N_FINE_CODEBOOKS (int) – number of fine codebooks. Defaults to 8.
COARSE_RATE_HZ (int) – coarse tokens rate in Hz. Defaults to 75.
SAMPLE_RATE (int) – sample rate. Defaults to 24_000.
USE_SMALLER_MODELS (bool) – use smaller models. Defaults to False.
TEXT_ENCODING_OFFSET (int) – text encoding offset. Defaults to 10_048.
SEMANTIC_PAD_TOKEN (int) – semantic pad token. Defaults to 10_000.
TEXT_PAD_TOKEN ([type]) – text pad token. Defaults to 10_048.
TEXT_EOS_TOKEN ([type]) – text end of sentence token. Defaults to 10_049.
TEXT_SOS_TOKEN ([type]) – text start of sentence token. Defaults to 10_050.
SEMANTIC_INFER_TOKEN (int) – semantic infer token. Defaults to 10_051.
COARSE_SEMANTIC_PAD_TOKEN (int) – coarse semantic pad token. Defaults to 12_048.
COARSE_INFER_TOKEN (int) – coarse infer token. Defaults to 12_050.
REMOTE_BASE_URL ([type]) – remote base url. Defaults to “https://huggingface.co/erogol/bark/tree”.
REMOTE_MODEL_PATHS (Dict) – remote model paths. Defaults to None.
LOCAL_MODEL_PATHS (Dict) – local model paths. Defaults to None.
SMALL_REMOTE_MODEL_PATHS (Dict) – small remote model paths. Defaults to None.
CACHE_DIR (str) – local cache directory. Defaults to get_user_data_dir().
DEF_SPEAKER_DIR (str) – default speaker directory to stoke speaker values for voice cloning. Defaults to get_user_data_dir().

Bark Model#

class TTS.tts.models.bark.Bark(config, tokenizer=BertTokenizer(name_or_path='bert-base-multilingual-cased', vocab_size=119547, model_max_length=512, is_fast=False, padding_side='right', truncation_side='right', special_tokens={'unk_token': '[UNK]', 'sep_token': '[SEP]', 'pad_token': '[PAD]', 'cls_token': '[CLS]', 'mask_token': '[MASK]'}, clean_up_tokenization_spaces=True), added_tokens_decoder={0: AddedToken('[PAD]', rstrip=False, lstrip=False, single_word=False, normalized=False, special=True), 100: AddedToken('[UNK]', rstrip=False, lstrip=False, single_word=False, normalized=False, special=True), 101: AddedToken('[CLS]', rstrip=False, lstrip=False, single_word=False, normalized=False, special=True), 102: AddedToken('[SEP]', rstrip=False, lstrip=False, single_word=False, normalized=False, special=True), 103: AddedToken('[MASK]', rstrip=False, lstrip=False, single_word=False, normalized=False, special=True)})[source]#

generate_audio(text, history_prompt=None, text_temp=0.7, waveform_temp=0.7, base=None, allow_early_stop=True, **kwargs)[source]#

Generate audio array from input text.

Parameters:

text – text to be turned into audio
history_prompt – history choice for audio cloning
text_temp – generation temperature (1.0 more diverse, 0.0 more conservative)
waveform_temp – generation temperature (1.0 more diverse, 0.0 more conservative)

Returns:

numpy audio array at sample frequency 24khz

generate_voice(audio, speaker_id, voice_dir)[source]#

Generate a voice from the given audio and text.

Parameters:

audio (str) – Path to the audio file.
speaker_id (str) – Speaker name.
voice_dir (str) – Path to the directory to save the generate voice.

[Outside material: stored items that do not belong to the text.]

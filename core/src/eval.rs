//! Incremental evaluation: pure functions that turn a move into a signed
//! score delta, so the Move Applier can fold evaluation into the same pass
//! that mutates the board rather than rescanning it afterward.
//!
//! The running score kept in [`crate::memory`] is always from White's
//! perspective, biased by [`crate::memory::SCORE_BIAS`] so it fits in the
//! `0..=99` cell range. A positive delta favors White; a negative delta
//! favors Black.

use crate::color::Color;
use crate::piece::PieceKind;
use crate::square::Square;

/// Material value of a piece kind. The king's value only ever shows up in
/// the evaluation if a king is captured, which is this engine's sole
/// mechanism for enforcing check legality: a line that lets the opponent
/// capture your king scores as a near-decisive material swing, and the
/// fixed-depth search avoids it the same way it avoids hanging a queen.
#[must_use]
pub const fn piece_value(kind: PieceKind) -> i32 {
    match kind {
        PieceKind::Pawn => 3,
        PieceKind::Knight => 9,
        PieceKind::Bishop => 9,
        PieceKind::Rook => 15,
        PieceKind::Queen => 24,
        PieceKind::King => 25,
    }
}

/// Whether `square` falls in the central four-by-four block (files c..=f,
/// ranks 3..=6) that earns the center bonus.
#[must_use]
pub fn is_central(square: Square) -> bool {
    (3..=6).contains(&square.rank()) && (3..=6).contains(&square.file())
}

/// The signed score contribution of a piece belonging to `color` landing on
/// `to`: `+1` for White moving into the center, `-1` for Black, `0`
/// otherwise.
#[must_use]
pub fn center_bonus(to: Square, color: Color) -> i32 {
    if !is_central(to) {
        return 0;
    }
    match color {
        Color::White => 1,
        Color::Black => -1,
    }
}

/// The signed score contribution of removing a piece of `captured_kind`
/// belonging to the non-moving side, from `mover`'s perspective.
#[must_use]
pub fn capture_bonus(captured_kind: PieceKind, mover: Color) -> i32 {
    let value = piece_value(captured_kind);
    match mover {
        Color::White => value,
        Color::Black => -value,
    }
}

/// The full score delta a move contributes: capture value (if any) plus the
/// center bonus for the destination square. This is what the Move Applier
/// folds into the running score; unapplying a move subtracts the same
/// value back out.
#[must_use]
pub fn move_score_delta(to: Square, mover: Color, captured_kind: Option<PieceKind>) -> i32 {
    let capture = captured_kind.map_or(0, |kind| capture_bonus(kind, mover));
    capture + center_bonus(to, mover)
}
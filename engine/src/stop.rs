//! A cooperative stop signal: one `AtomicBool` shared between whoever is
//! driving the search and whoever wants to cut it short.
//!
//! The search loop checks this once per move tried at each ply, not once
//! per instruction — cheap enough not to matter, coarse enough that a
//! caller shouldn't expect the search to stop mid-move.

use std::sync::atomic::{AtomicBool, Ordering};
use std::sync::Arc;

#[derive(Clone, Debug, Default)]
/// A handle to a stop signal. Cloning shares the same underlying flag:
/// every clone sees every other clone's [`StopHandle::stop`] call.
pub struct StopHandle {
    flag: Arc<AtomicBool>,
}

impl StopHandle {
    #[must_use]
    pub fn new() -> StopHandle {
        StopHandle {
            flag: Arc::new(AtomicBool::new(false)),
        }
    }

    /// Signal every holder of this handle to stop at the next check point.
    pub fn stop(&self) {
        self.flag.store(true, Ordering::SeqCst);
    }

    #[must_use]
    pub fn is_stopped(&self) -> bool {
        self.flag.load(Ordering::SeqCst)
    }

    /// Reset the flag so the same handle can back another search.
    pub fn reset(&self) {
        self.flag.store(false, Ordering::SeqCst);
    }
}
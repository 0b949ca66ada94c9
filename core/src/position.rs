//! Loading a [`Board`] from outside the engine: the native address/value
//! record format the historical machine's loader used, and a FEN-subset
//! convenience format for human-authored test positions.

use crate::board::Board;
use crate::color::Color;
use crate::memory::{Memory, MemoryError, SCORE, SCORE_BIAS};
use crate::piece::{PieceKind, SquareContents, TrackedSlot};
use crate::square::Square;
use thiserror::Error;

#[derive(Debug, Error, PartialEq, Eq)]
pub enum LoadError {
    #[error("record {0} is malformed: expected \"address value\"")]
    MalformedRecord(usize),
    #[error(transparent)]
    Memory(#[from] MemoryError),
    #[error("FEN board field does not have 8 ranks")]
    WrongRankCount,
    #[error("FEN board field rank {0} does not sum to 8 files")]
    WrongFileCount(usize),
    #[error("unrecognized FEN piece letter {0:?}")]
    UnknownPieceLetter(char),
    #[error("FEN string is missing its side-to-move field")]
    MissingSideToMove,
    #[error("FEN side-to-move field must be \"w\" or \"b\", got {0:?}")]
    BadSideToMove(String),
}

/// One card of the native load format: a cell address, the value to write
/// there, and a one-digit discriminator. The historical loader's card reader
/// punched these as five consecutive digits (`AAVVD`); this engine never
/// interprets the discriminator itself (the original deck generator always
/// wrote `0`), but keeps the field so the record shape matches spec.md §6
/// exactly rather than silently dropping a column.
#[derive(Clone, Copy, Debug, PartialEq, Eq)]
pub struct PositionRecord {
    pub address: u8,
    pub value: u8,
    pub discriminator: u8,
}

impl PositionRecord {
    /// The address that terminates a record stream. `99` is otherwise never
    /// a legal memory address, since the memory has only 75 cells.
    pub const SENTINEL_ADDRESS: u8 = 99;
}

/// Parse a stream of [`PositionRecord`]s, one per non-blank line, stopping at
/// (and not including) the sentinel record. Each line is either three
/// whitespace-separated decimal words (`address value discriminator`) or the
/// historical unseparated five-digit card (`AAVVD`).
///
/// # Errors
///
/// Returns `Err` if a line matches neither format.
pub fn parse_records(input: &str) -> Result<Vec<PositionRecord>, LoadError> {
    let mut records = Vec::new();
    for (index, raw_line) in input.lines().enumerate() {
        let line = raw_line.trim();
        if line.is_empty() {
            continue;
        }
        let record = parse_one_record(line, index)?;
        if record.address == PositionRecord::SENTINEL_ADDRESS {
            break;
        }
        records.push(record);
    }
    Ok(records)
}

fn parse_one_record(line: &str, index: usize) -> Result<PositionRecord, LoadError> {
    if line.chars().any(char::is_whitespace) {
        let mut parts = line.split_whitespace();
        let address = next_word(&mut parts, index)?;
        let value = next_word(&mut parts, index)?;
        let discriminator = next_word(&mut parts, index)?;
        if parts.next().is_some() {
            return Err(LoadError::MalformedRecord(index));
        }
        Ok(PositionRecord { address, value, discriminator })
    } else {
        if line.len() < 5 {
            return Err(LoadError::MalformedRecord(index));
        }
        let address = line[0..2].parse().map_err(|_| LoadError::MalformedRecord(index))?;
        let value = line[2..4].parse().map_err(|_| LoadError::MalformedRecord(index))?;
        let discriminator = line[4..5].parse().map_err(|_| LoadError::MalformedRecord(index))?;
        Ok(PositionRecord { address, value, discriminator })
    }
}

fn next_word(
    parts: &mut std::str::SplitWhitespace<'_>,
    index: usize,
) -> Result<u8, LoadError> {
    parts
        .next()
        .and_then(|s| s.parse().ok())
        .ok_or(LoadError::MalformedRecord(index))
}

/// Bulk-initialize a board from already-parsed records. Every cell not
/// mentioned by a record keeps its zero default, matching spec.md §6.
///
/// # Errors
///
/// Returns `Err` if a record addresses a cell outside `0..75` or carries a
/// value outside `0..=99`.
pub fn load_position_records(
    records: impl IntoIterator<Item = PositionRecord>,
) -> Result<Board, LoadError> {
    let mut memory = Memory::new();
    // The running score starts at the balanced bias, not zero, so a
    // position loaded without an explicit score record (every FEN-derived
    // test position, and most hand-authored decks) doesn't read as "down a
    // king" relative to the 0..=99 clamp. A record that does mention cell
    // `SCORE` overrides this below, same as any other cell.
    memory.set(SCORE, SCORE_BIAS as u8)?;
    for record in records {
        memory.set(record.address as usize, record.value)?;
    }
    Ok(Board::new(memory))
}

/// Parse and load a record stream in one step — the convenience path used by
/// the CLI and by tests that author card decks as literal strings.
///
/// # Errors
///
/// Returns `Err` under the same conditions as [`parse_records`] and
/// [`load_position_records`].
pub fn load_records(input: &str) -> Result<Board, LoadError> {
    load_position_records(parse_records(input)?)
}

/// Load a board from the board-placement and side-to-move fields of a FEN
/// string (castling rights, the en passant target, and the move counters
/// are accepted but ignored, since this engine tracks none of them — see
/// the Non-goals this crate is scoped against).
///
/// # Errors
///
/// Returns `Err` if the placement field doesn't describe exactly 8 ranks of
/// 8 files each, contains an unrecognized piece letter, or the side-to-move
/// field is missing or not `w`/`b`.
pub fn load_fen(fen: &str) -> Result<Board, LoadError> {
    let mut fields = fen.split_whitespace();
    let placement = fields.next().unwrap_or_default();
    let side = fields.next().ok_or(LoadError::MissingSideToMove)?;

    let mut board = Board::new(Memory::new());
    // Same balanced-bias default as `load_position_records`: nothing below
    // recomputes material from the placed pieces, so the score cell must
    // start at the bias rather than 0 or the first net-unfavorable move
    // during search underflows `0..=99` and raises a fatal error.
    board
        .memory_mut()
        .set(SCORE, SCORE_BIAS as u8)
        .expect("SCORE_BIAS is a valid 0..=99 word");
    let ranks: Vec<&str> = placement.split('/').collect();
    if ranks.len() != 8 {
        return Err(LoadError::WrongRankCount);
    }
    for (rank_from_top, rank_str) in ranks.iter().enumerate() {
        let rank = 8 - rank_from_top as u8;
        let mut file = 1u8;
        for c in rank_str.chars() {
            if let Some(skip) = c.to_digit(10) {
                file += skip as u8;
                continue;
            }
            let square = Square::new(rank, file).ok_or(LoadError::WrongFileCount(rank_from_top))?;
            let (color, kind) = fen_letter(c).ok_or(LoadError::UnknownPieceLetter(c))?;
            place_and_track(&mut board, square, color, kind);
            file += 1;
        }
        if file != 9 {
            return Err(LoadError::WrongFileCount(rank_from_top));
        }
    }

    let side_to_move = match side {
        "w" => Color::White,
        "b" => Color::Black,
        other => return Err(LoadError::BadSideToMove(other.to_string())),
    };
    board.set_side_to_move(side_to_move);
    Ok(board)
}

fn place_and_track(board: &mut Board, square: Square, color: Color, kind: PieceKind) {
    board
        .write_square(square, SquareContents::Piece(color, kind))
        .expect("square and contents are always in range");
    match (color, kind) {
        (Color::White, PieceKind::King) => board.set_tracked_slot(TrackedSlot::WhiteKing, square.yx()),
        (Color::Black, PieceKind::King) => board.set_tracked_slot(TrackedSlot::BlackKing, square.yx()),
        (Color::White, PieceKind::Rook) => {
            if board.tracked_slot(TrackedSlot::WhiteRook1) == 0 {
                board.set_tracked_slot(TrackedSlot::WhiteRook1, square.yx());
            } else {
                board.set_tracked_slot(TrackedSlot::WhiteRook2, square.yx());
            }
        }
        _ => {}
    }
}

fn fen_letter(c: char) -> Option<(Color, PieceKind)> {
    let color = if c.is_ascii_uppercase() { Color::White } else { Color::Black };
    let kind = match c.to_ascii_lowercase() {
        'k' => PieceKind::King,
        'q' => PieceKind::Queen,
        'r' => PieceKind::Rook,
        'b' => PieceKind::Bishop,
        'n' => PieceKind::Knight,
        'p' => PieceKind::Pawn,
        _ => return None,
    };
    Some((color, kind))
}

load_checkpoint(config, checkpoint_dir, text_model_path=None, coarse_model_path=None, fine_model_path=None, hubert_model_path=None, hubert_tokenizer_path=None, eval=False, strict=True, **kwargs)[source]#

Load a model checkpoints from a directory. This model is with multiple checkpoint files and it expects to have all the files to be under the given checkpoint_dir with the rigth names. If eval is True, set the model to eval mode.

Parameters:

config (TortoiseConfig) – The model config.
checkpoint_dir (str) – The directory where the checkpoints are stored.
ar_checkpoint_path (str, optional) – The path to the autoregressive checkpoint. Defaults to None.
diff_checkpoint_path (str, optional) – The path to the diffusion checkpoint. Defaults to None.
clvp_checkpoint_path (str, optional) – The path to the CLVP checkpoint. Defaults to None.
vocoder_checkpoint_path (str, optional) – The path to the vocoder checkpoint. Defaults to None.
eval (bool, optional) – Whether to set the model to eval mode. Defaults to False.
strict (bool, optional) – Whether to load the model strictly. Defaults to True.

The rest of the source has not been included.